In diritto deduceva che: l’atteggiamento dell’Inps era causa generatrice di un danno di natura non patrimoniale, ovvero morale, consistente nel turbamento interiore e nella sofferenza morale cui parte ricorrente era stata esposta per più anni dal momento dell’assunzione della consapevolezza di aver pieno diritto alla riliquidazione della prestazione pensionistica e sino alla data dell’emissione, da parte dell’Ente, in stretta ottemperanza ai titoli giudiziari, dei modelli di riliquidazione delle pensioni; la sofferenza morale e psichica sofferta a causa della predetta inerzia, aveva determinato la lesione di uno degli interessi inerenti la persona, non connotato da alcuna rilevanza economica e, segnatamente, la lesione della sua integrità morale tutelata costituzionalmente dagli artt 2 e 3 della Costituzione.
Tanto premesso la parte istante chiedeva l’accertamento della responsabilità dell’istituto per la tardiva ottemperanza ai titoli giudiziari e per il conseguente danno non patrimoniale cagionato; si rimetteva per la liquidazione del danno alla valutazione equitativa del tribunale, indicando qual parametri l’età del pensionato, il numero di procedure necessarie al soddisfacimento del credito, la durata dell’inadempimento.

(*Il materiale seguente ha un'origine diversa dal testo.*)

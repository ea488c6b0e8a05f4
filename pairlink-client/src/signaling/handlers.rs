use dashmap::DashMap;
use pairlink_core::{ServerSignal, SignalKind};
use std::sync::Arc;

pub type SignalHandler = Arc<dyn Fn(ServerSignal) + Send + Sync>;

pub type LostHandler = Arc<dyn Fn() + Send + Sync>;

/// One handler per inbound kind.
///
/// Handlers run while the table entry is read-locked, so `clear` waits for
/// calls in flight. A handler must not register or clear handlers itself.
#[derive(Clone, Default)]
pub struct HandlerTable {
    handlers: Arc<DashMap<SignalKind, SignalHandler>>,
}

impl HandlerTable {
    pub fn new() -> Self {
        Self::default()
    }

    pub fn register(&self, kind: SignalKind, handler: SignalHandler) {
        self.handlers.insert(kind, handler);
    }

    /// Returns `false` when nobody listens for the signal's kind.
    pub fn dispatch(&self, signal: ServerSignal) -> bool {
        let Some(handler) = self.handlers.get(&signal.kind()) else {
            return false;
        };
        (handler.value())(signal);
        true
    }

    pub fn clear(&self) {
        self.handlers.clear();
    }

    pub fn len(&self) -> usize {
        self.handlers.len()
    }

    pub fn is_empty(&self) -> bool {
        self.handlers.is_empty()
    }
}
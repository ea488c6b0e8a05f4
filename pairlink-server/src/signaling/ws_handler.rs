use crate::SignalingService;
use axum::extract::ws::{Message, WebSocket};
use axum::extract::{State, WebSocketUpgrade};
use axum::response::IntoResponse;
use futures::{SinkExt, StreamExt};
use pairlink_core::{ClientSignal, ParticipantId, ServerSignal};
use tokio::sync::mpsc;
use tracing::{error, info, warn};

pub async fn ws_handler(
    ws: WebSocketUpgrade,
    State(service): State<SignalingService>,
) -> impl IntoResponse {
    let participant = ParticipantId::new();

    ws.on_upgrade(move |socket| handle_socket(socket, participant, service))
}

async fn handle_socket(socket: WebSocket, participant: ParticipantId, service: SignalingService) {
    info!("New WebSocket connection: {}", participant);

    let (mut sender, mut receiver) = socket.split();
    let (tx, mut rx) = mpsc::unbounded_channel::<ServerSignal>();

    service.add_peer(participant, tx);

    let mut send_task = tokio::spawn(async move {
        while let Some(signal) = rx.recv().await {
            let json = match signal.to_json() {
                Ok(json) => json,
                Err(e) => {
                    error!("Failed to serialize signal: {}", e);
                    continue;
                }
            };
            if sender.send(Message::Text(json.into())).await.is_err() {
                break;
            }
        }
    });

    let mut recv_task = tokio::spawn({
        let service = service.clone();

        async move {
            while let Some(Ok(msg)) = receiver.next().await {
                match msg {
                    Message::Text(text) => match ClientSignal::from_json(text.as_str()) {
                        Ok(signal) => service.handle(participant, signal),
                        Err(e) => warn!("Invalid signal from {}: {}", participant, e),
                    },
                    Message::Close(_) => break,
                    _ => {}
                }
            }
        }
    });

    tokio::select! {
        _ = (&mut send_task) => recv_task.abort(),
        _ = (&mut recv_task) => send_task.abort(),
    };

    service.remove_peer(&participant);
    info!("WebSocket disconnected: {}", participant);
}
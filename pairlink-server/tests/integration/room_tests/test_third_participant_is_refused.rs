use pairlink_core::ServerSignal;
use pairlink_server::SignalingService;

use crate::integration::init_tracing;
use crate::utils::{TestPeer, join, offer, room};

#[tokio::test]
async fn test_third_participant_is_refused() {
    init_tracing();

    let service = SignalingService::new();
    let alpha = room("alpha");
    let mut first = TestPeer::attach(&service);
    let mut second = TestPeer::attach(&service);
    let mut third = TestPeer::attach(&service);

    service.handle(first.id, join(&alpha));
    service.handle(second.id, join(&alpha));
    first.recv().await.unwrap();
    second.recv().await.unwrap();

    service.handle(third.id, join(&alpha));
    assert_eq!(
        third.recv().await.unwrap(),
        ServerSignal::RoomFull {
            room: alpha.clone()
        }
    );

    // the refused participant cannot reach the members
    service.handle(third.id, offer(&alpha, 1));
    first.assert_idle();
    second.assert_idle();
}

L’Inps si costituiva in giudizio contestando integralmente la domanda ed eccependo la mancanza di allegazioni e di prova in ordine al presunto danno morale subito.
Esaurita la trattazione , all’ udienza odierna (tenutasi ai sensi e per gli effetti dell’art. 83 co. VII lett. h) D. L. 18/2020 e succ.mod., conv. in L. 27/2020, e secondo i Protocolli per lo svolgimento delle udienze, alla luce delle “Nuove misure urgenti per contrastare l’emergenza epidemiologica da COVID – 19 e contenere gli effetti in materia di giustizia civile” ex art. 83 d.l. 17.3.2020 e succ. mod., sottoscritti in data 14.4.2020 e in data 11.5.2020 dal Presidente Vicario del Tribunale di Foggia e dal Presidente dell’Ordine degli Avvocati di Foggia), verificata la regolare comunicazione del decreto di fissazione della trattazione scritta della causa ed acquisite brevi note di trattazione della parte ricorrente, la causa è stata decisa come da sentenza contestuale depositata telematicamente.
Il ricorso è infondato e va rigettato, conformemente all’orientamento espresso dalla Corte d’Appello di Bari in fattispecie analoghe ( cfr ex multis C.d.A. Bari –Sez Lav sentenza n. 79/2018) le cui argomentazioni si riprendono poiché questo giudice ritiene di condividerle e di non discostarsene.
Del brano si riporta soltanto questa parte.